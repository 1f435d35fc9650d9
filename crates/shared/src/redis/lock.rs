//! Distributed lock used for scheduler leader election and per-user mutual
//! exclusion in the broadcast executor.
//!
//! Acquisition is a plain `SET key token NX PX ttl`. Release is a
//! compare-and-delete Lua script so a lock holder can never clear a lock it
//! no longer owns (e.g. after its own TTL already expired and someone else
//! acquired it).

use rand::Rng;
use redis::{aio::ConnectionManager, Script};

use crate::error::Result;

const RELEASE_SCRIPT: &str = r#"
if redis.call('get', KEYS[1]) == ARGV[1] then
    return redis.call('del', KEYS[1])
else
    return 0
end
"#;

#[derive(Clone)]
pub struct DistributedLock {
    conn: ConnectionManager,
}

/// A held lock. Dropping this without calling `release` leaves the key to
/// expire on its own TTL; callers should always explicitly release.
pub struct LockGuard {
    pub key: String,
    pub token: String,
}

impl DistributedLock {
    pub fn new(conn: ConnectionManager) -> Self {
        Self { conn }
    }

    fn random_token() -> String {
        let mut rng = rand::thread_rng();
        let suffix: u64 = rng.gen();
        format!("{:x}", suffix)
    }

    /// Attempts to acquire `key` for `ttl_ms`. Returns `None` if someone else
    /// already holds it.
    pub async fn acquire(&self, key: &str, ttl_ms: u64) -> Result<Option<LockGuard>> {
        let token = Self::random_token();
        let mut conn = self.conn.clone();
        let acquired: Option<String> = redis::cmd("SET")
            .arg(key)
            .arg(&token)
            .arg("NX")
            .arg("PX")
            .arg(ttl_ms)
            .query_async(&mut conn)
            .await?;

        Ok(acquired.map(|_| LockGuard {
            key: key.to_string(),
            token,
        }))
    }

    /// Releases `guard` only if it is still the current holder of the key.
    pub async fn release(&self, guard: &LockGuard) -> Result<bool> {
        let mut conn = self.conn.clone();
        let script = Script::new(RELEASE_SCRIPT);
        let deleted: i64 = script
            .key(&guard.key)
            .arg(&guard.token)
            .invoke_async(&mut conn)
            .await?;
        Ok(deleted == 1)
    }
}

/// In-memory stand-in for tests that don't need a live Redis.
#[derive(Default)]
pub struct InMemoryLock {
    held: std::sync::Mutex<std::collections::HashMap<String, String>>,
}

impl InMemoryLock {
    pub fn new() -> Self {
        Self::default()
    }

    pub fn acquire(&self, key: &str, token: &str) -> bool {
        let mut held = self.held.lock().unwrap();
        if held.contains_key(key) {
            return false;
        }
        held.insert(key.to_string(), token.to_string());
        true
    }

    pub fn release(&self, key: &str, token: &str) -> bool {
        let mut held = self.held.lock().unwrap();
        match held.get(key) {
            Some(t) if t == token => {
                held.remove(key);
                true
            }
            _ => false,
        }
    }
}

#[cfg(test)]
mod tests {
    use super::*;

    #[test]
    fn in_memory_lock_is_exclusive() {
        let lock = InMemoryLock::new();
        assert!(lock.acquire("user-lock:1", "token-a"));
        assert!(!lock.acquire("user-lock:1", "token-b"));
    }

    #[test]
    fn in_memory_lock_release_requires_matching_token() {
        let lock = InMemoryLock::new();
        lock.acquire("k", "token-a");
        assert!(!lock.release("k", "wrong-token"));
        assert!(lock.release("k", "token-a"));
        assert!(lock.acquire("k", "token-c"));
    }
}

- **TASK INSTRUCTIONS**
For each entry above, write out an exact copy.

- **RESULT**
repository 1f435d35fc9650d9
filename crates/shared/src/redis/lock.rs
//! Distributed lock used for scheduler leader election and per-user mutual
//! exclusion in the broadcast executor.
//!
//! Acquisition is a plain `SET key token NX PX ttl`. Release is a
//! compare-and-delete Lua script so a lock holder can never clear a lock it
//! no longer owns (e.g. after its own TTL already expired and someone else
//! acquired it).

use rand::Rng;
use redis::{aio::ConnectionManager, Script};

use crate::error::Result;

const RELEASE_SCRIPT: &str = r#"
if redis.call('get', KEYS[1]) == ARGV[1] then
    return redis.call('del', KEYS[1])
else
    return 0
end
"#;

#[derive(Clone)]
pub struct DistributedLock {
    conn: ConnectionManager,
}

/// A held lock. Dropping this without calling `release` leaves the key to
/// expire on its own TTL; callers should always explicitly release.
pub struct LockGuard {
    pub key: String,
    pub token: String,
}

impl DistributedLock {
    pub fn new(conn: ConnectionManager) -> Self {
        Self { conn }
    }

    fn random_token() -> String {
        let mut rng = rand::thread_rng();
        let suffix: u64 = rng.gen();
        format!("{:x}", suffix)
    }

    /// Attempts to acquire `key` for `ttl_ms`. Returns `None` if someone else
    /// already holds it.
    pub async fn acquire(&self, key: &str, ttl_ms: u64) -> Result<Option<LockGuard>> {
        let token = Self::random_token();
        let mut conn = self.conn.clone();
        let acquired: Option<String> = redis::cmd("SET")
            .arg(key)
            .arg(&token)
            .arg("NX")
            .arg("PX")
            .arg(ttl_ms)
            .query_async(&mut conn)
            .await?;

        Ok(acquired.map(|_| LockGuard {
            key: key.to_string(),
            token,
        }))
    }

    /// Releases `guard` only if it is still the current holder of the key.
    pub async fn release(&self, guard: &LockGuard) -> Result<bool> {
        let mut conn = self.conn.clone();
        let script = Script::new(RELEASE_SCRIPT);
        let deleted: i64 = script
            .key(&guard.key)
            .arg(&guard.token)
            .invoke_async(&mut conn)
            .await?;
        Ok(deleted == 1)
    }
}

/// In-memory stand-in for tests that don't need a live Redis.
#[derive(Default)]
pub struct InMemoryLock {
    held: std::sync::Mutex<std::collections::HashMap<String, String>>,
}

impl InMemoryLock {
    pub fn new() -> Self {
        Self::default()
    }

    pub fn acquire(&self, key: &str, token: &str) -> bool {
        let mut held = self.held.lock().unwrap();
        if held.contains_key(key) {
            return false;
        }
        held.insert(key.to_string(), token.to_string());
        true
    }

    pub fn release(&self, key: &str, token: &str) -> bool {
        let mut held = self.held.lock().unwrap();
        match held.get(key) {
            Some(t) if t == token => {
                held.remove(key);
                true
            }
            _ => false,
        }
    }
}

#[cfg(test)]
mod tests {
    use super::*;

    #[test]
    fn in_memory_lock_is_exclusive() {
        let lock = InMemoryLock::new();
        assert!(lock.acquire("user-lock:1", "token-a"));
        assert!(!lock.acquire("user-lock:1", "token-b"));
    }

    #[test]
    fn in_memory_lock_release_requires_matching_token() {
        let lock = InMemoryLock::new();
        lock.acquire("k", "token-a");
        assert!(!lock.release("k", "wrong-token"));
        assert!(lock.release("k", "token-a"));
        assert!(lock.acquire("k", "token-c"));
    }
}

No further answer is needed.